Obi-Wan looked down—at the dried blood on his hands, the edge of a burn on his knuckles.

Then at her.

> "Because I can't save anyone else," he said.

There was no plea in his voice.

Only truth.

A Pause. Then:

> "We're not soldiers," Niva said, voice guarded.

> "You don't need soldiers," Obi-Wan replied. "You need a way out. And I need people I can trust."

> "To do what?"

He stepped closer. The alley fell silent.
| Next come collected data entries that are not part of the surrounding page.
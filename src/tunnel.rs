/// 隧道连接生命周期管理
///
/// 单条隧道的核心状态机：建立远端链路，按需建立/重建本地链路，
/// 在两者之间双向中继字节，并通过事件通道对外汇报。整个生命周期
/// 运行在一个任务里，回调之间天然串行
use crate::config::TunnelConfig;
use crate::error::TunnelError;
use crate::event::{self, EventSender, EventStream, RemoteHandle, TunnelEvent};
use crate::host_header::HostRewriter;
use crate::io_util::{copy_until_end, enable_keepalive, CopyEnd};
use crate::request_line::RequestSniffer;
use crate::retry::RetryState;
use std::io;
use std::sync::Arc;
use tokio::io::{AsyncRead, AsyncWriteExt};
use tokio::net::TcpStream;
use tokio::time::{sleep, Duration};
use tracing::{debug, error, info, warn};

/// 环境变量前缀
const ENV_PREFIX: &str = "RELAY_TUNNEL_";

/// 重连延迟（秒）- 可通过环境变量 RELAY_TUNNEL_RECONNECT_DELAY_SECS 覆盖
const RECONNECT_DELAY_SECS: u64 = 5;

/// 本地服务拒绝连接后的固定重试间隔，重试次数不设上限
const LOCAL_RETRY_DELAY: Duration = Duration::from_millis(1000);

fn get_reconnect_delay() -> u64 {
    std::env::var(format!("{}RECONNECT_DELAY_SECS", ENV_PREFIX))
        .ok()
        .and_then(|v| v.parse().ok())
        .unwrap_or(RECONNECT_DELAY_SECS)
}

/// 隧道连接
///
/// 一个实例管理一条 远端↔本地 配对的完整生命周期。
/// 多个实例可以并发运行，彼此只共享进程级的 RetryState
pub struct TunnelConnection {
    config: TunnelConfig,
    retry: Arc<RetryState>,
}

impl TunnelConnection {
    pub fn new(config: TunnelConfig, retry: Arc<RetryState>) -> Self {
        Self { config, retry }
    }

    /// 打开隧道，返回事件流
    ///
    /// 连接任务在后台运行；所有失败都通过事件流送达，不会抛出
    pub fn open(self) -> EventStream {
        let (events, stream) = event::channel();
        tokio::spawn(run_connection(self.config, self.retry, events));
        stream
    }
}

/// 单条隧道连接的主任务
async fn run_connection(config: TunnelConfig, retry: Arc<RetryState>, events: EventSender) {
    let remote_addr = config.remote_addr();
    debug!(
        "establishing tunnel {} <> {}",
        config.local_addr(),
        remote_addr
    );

    let remote = match TcpStream::connect(&remote_addr).await {
        Ok(stream) => stream,
        Err(err) => {
            debug!("error on remote: {}", err);
            if err.kind() == io::ErrorKind::ConnectionRefused && retry.should_report_refused() {
                warn!(
                    "connection refused: {} (check your firewall settings)",
                    remote_addr
                );
            }
            events.error(TunnelError::remote_dial(remote_addr, err));
            return;
        }
    };

    enable_keepalive(&remote);

    // 远端连通即视为隧道打开
    let handle = RemoteHandle::new(remote.peer_addr().ok());
    events.open(handle.clone());

    drive(remote, config, handle, events).await;
}

/// 本地连接过程：可重入，首次连接与每次重试都会经过这里
async fn drive(
    mut remote: TcpStream,
    config: TunnelConfig,
    handle: RemoteHandle,
    events: EventSender,
) {
    let local_addr = config.local_addr();

    loop {
        if handle.is_closed() {
            debug!("remote destroyed");
            events.dead();
            return;
        }

        // 远端保持暂停：本地链路就绪前不读取任何远端字节
        debug!("connecting locally to {}", local_addr);

        let local = tokio::select! {
            result = TcpStream::connect(&local_addr) => match result {
                Ok(local) => local,
                Err(err) if err.kind() == io::ErrorKind::ConnectionRefused => {
                    debug!(
                        "local service refused connection, retrying in {:?}",
                        LOCAL_RETRY_DELAY
                    );
                    tokio::select! {
                        _ = sleep(LOCAL_RETRY_DELAY) => continue,
                        _ = handle.closed() => {
                            debug!("remote destroyed");
                            events.dead();
                            return;
                        }
                        _ = remote_closed(&remote) => {
                            debug!("remote close");
                            events.dead();
                            return;
                        }
                    }
                }
                Err(err) => {
                    // 重试解决不了的本地失败（DNS、权限等），拆掉隧道
                    error!("local error: {}", err);
                    events.error(TunnelError::local_dial(local_addr, err));
                    return;
                }
            },
            _ = handle.closed() => {
                debug!("remote destroyed");
                events.dead();
                return;
            }
            _ = remote_closed(&remote) => {
                debug!("remote close");
                events.dead();
                return;
            }
        };

        debug!("connected locally");

        match splice(&mut remote, local, &config, &handle, &events).await {
            SpliceEnd::RemoteClosed => {
                debug!("remote close");
                events.dead();
                return;
            }
            SpliceEnd::RemoteError(err) => {
                debug!("error on remote: {}", err);
                events.error(err);
                events.dead();
                return;
            }
            SpliceEnd::LocalClosed(reason) => {
                // 本地链路单独终结不拆隧道，回到本地连接过程再试一次
                debug!("local connection closed [{}]", reason);
            }
        }
    }
}

/// 在远端链路暂停（无人读取）期间监视其是否关闭
///
/// peek 不消费字节，暂停窗口内到达的数据不会丢失或乱序；
/// 若数据先于关闭到达，监视停摆，关闭交由中继阶段处理
async fn remote_closed(remote: &TcpStream) {
    let mut buf = [0u8; 1];
    match remote.peek(&mut buf).await {
        Ok(0) | Err(_) => {}
        Ok(_) => std::future::pending::<()>().await,
    }
}

/// 中继阶段的终结方式
enum SpliceEnd {
    RemoteClosed,
    RemoteError(TunnelError),
    LocalClosed(&'static str),
}

/// 恢复远端读取并在 远端↔本地 间双向中继
///
/// 远端到本地方向先经过请求行嗅探，配置了 rewrite_host 时再插入
/// Host 头改写；本地到远端方向原样透传
async fn splice(
    remote: &mut TcpStream,
    mut local: TcpStream,
    config: &TunnelConfig,
    handle: &RemoteHandle,
    events: &EventSender,
) -> SpliceEnd {
    let (remote_read, mut remote_write) = remote.split();
    let (mut local_read, mut local_write) = local.split();

    let sniffer = RequestSniffer::new(remote_read, events.clone());
    let mut inbound: Box<dyn AsyncRead + Unpin + Send + '_> = match config.rewrite_host {
        Some(ref host) => {
            debug!("transform Host header to {}", host);
            Box::new(HostRewriter::new(sniffer, host.clone()))
        }
        None => Box::new(sniffer),
    };

    tokio::select! {
        end = copy_until_end(&mut inbound, &mut local_write) => match end {
            CopyEnd::Eof(n) => {
                debug!("remote reached EOF after {} bytes", n);
                let _ = local_write.shutdown().await;
                SpliceEnd::RemoteClosed
            }
            CopyEnd::ReadError(err) => SpliceEnd::RemoteError(TunnelError::Relay(err)),
            CopyEnd::WriteError(err) => {
                debug!("local write failed: {}", err);
                SpliceEnd::LocalClosed("write error")
            }
        },
        end = copy_until_end(&mut local_read, &mut remote_write) => match end {
            CopyEnd::Eof(n) => {
                debug!("local reached EOF after {} bytes", n);
                SpliceEnd::LocalClosed("eof")
            }
            CopyEnd::ReadError(err) => {
                debug!("local read failed: {}", err);
                SpliceEnd::LocalClosed("read error")
            }
            CopyEnd::WriteError(err) => SpliceEnd::RemoteError(TunnelError::Relay(err)),
        },
        _ = handle.closed() => SpliceEnd::RemoteClosed,
    }
}

/// 运行隧道客户端（带自动重连）
///
/// 每次隧道终结后按固定延迟重建连接；进程级的 RetryState
/// 在所有连接尝试之间共享
pub async fn run_tunnel(config: TunnelConfig) -> anyhow::Result<()> {
    let retry = Arc::new(RetryState::new());

    loop {
        info!("Starting relay tunnel client...");

        let mut events = TunnelConnection::new(config.clone(), retry.clone()).open();

        while let Some(event) = events.recv().await {
            match event {
                TunnelEvent::Open(handle) => match handle.peer_addr() {
                    Some(addr) => info!("Tunnel open, relay peer {}", addr),
                    None => info!("Tunnel open"),
                },
                TunnelEvent::Request { method, path } => info!("{} {}", method, path),
                TunnelEvent::Error(err) => error!("Tunnel error: {}", err),
                TunnelEvent::Dead => {
                    info!("Tunnel closed");
                    break;
                }
            }
        }

        let delay = get_reconnect_delay();
        warn!("Connection lost, reconnecting in {} seconds...", delay);
        sleep(Duration::from_secs(delay)).await;
    }
}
> "To help me take contracts. Free more like you. Hunt the kind of filth that sells children and pretends they're merchandise."

> "You want us to be bounty hunters?" Shaari asked.

He nodded.

> "I'll train you. Shoot, scout, infiltrate. Whatever it takes. You'll get your shares. Your freedom. Your future."

Niva scoffed. "You think two girls who spent half their lives on their knees are going to turn into assassins overnight?"

Obi-Wan's voice darkened, steady.

> "You're alive, aren't you? That means you survived what others couldn't. You've already done the hardest part."

Another long silence.

Then Shaari said quietly, "What about after?"

Obi-Wan looked at her. Really looked.

> "We build something better."

Inside a maintenance hangar two districts over, under starlight bleeding through a cracked ceiling, Obi-Wan dropped a datapad onto a crate. The screen flicked on.

> D5-Mantis Patrol Craft — Location: Junk port orbiting Orvax IV

Status: Repo'd. Owner dead. Tagged as salvage. Syndicate interest minimal.

Price: 28,000 credits (negotiable)

Shaari looked over his shoulder.

> "That's a ship," she said.

Obi-Wan nodded. "It's more than that. It's movement. It's force. It's choice."

Niva leaned on the crate, eyes still wary. "You don't even know how to be you anymore."

He turned toward her. "No. But I remember how to hurt the right people."

He placed the credchip on the table and looked them both in the eye.

> "You come with me, you won't just be dancers or slaves again. You'll be my crew. My sisters. My blades."

> "And if you stay here…"

His eyes fell to the collar still locked around Shaari's neck.

No one needed to finish the sentence.

The lights buzzed low above them.

Finally, Shaari reached up, unclasped the collar, and dropped it onto the floor.

> Clink.

Niva followed a heartbeat later.

> "Then let's do it," she said. "But you better be worth this second chance."

Obi-Wan didn't smile.

But something behind his eyes flickered.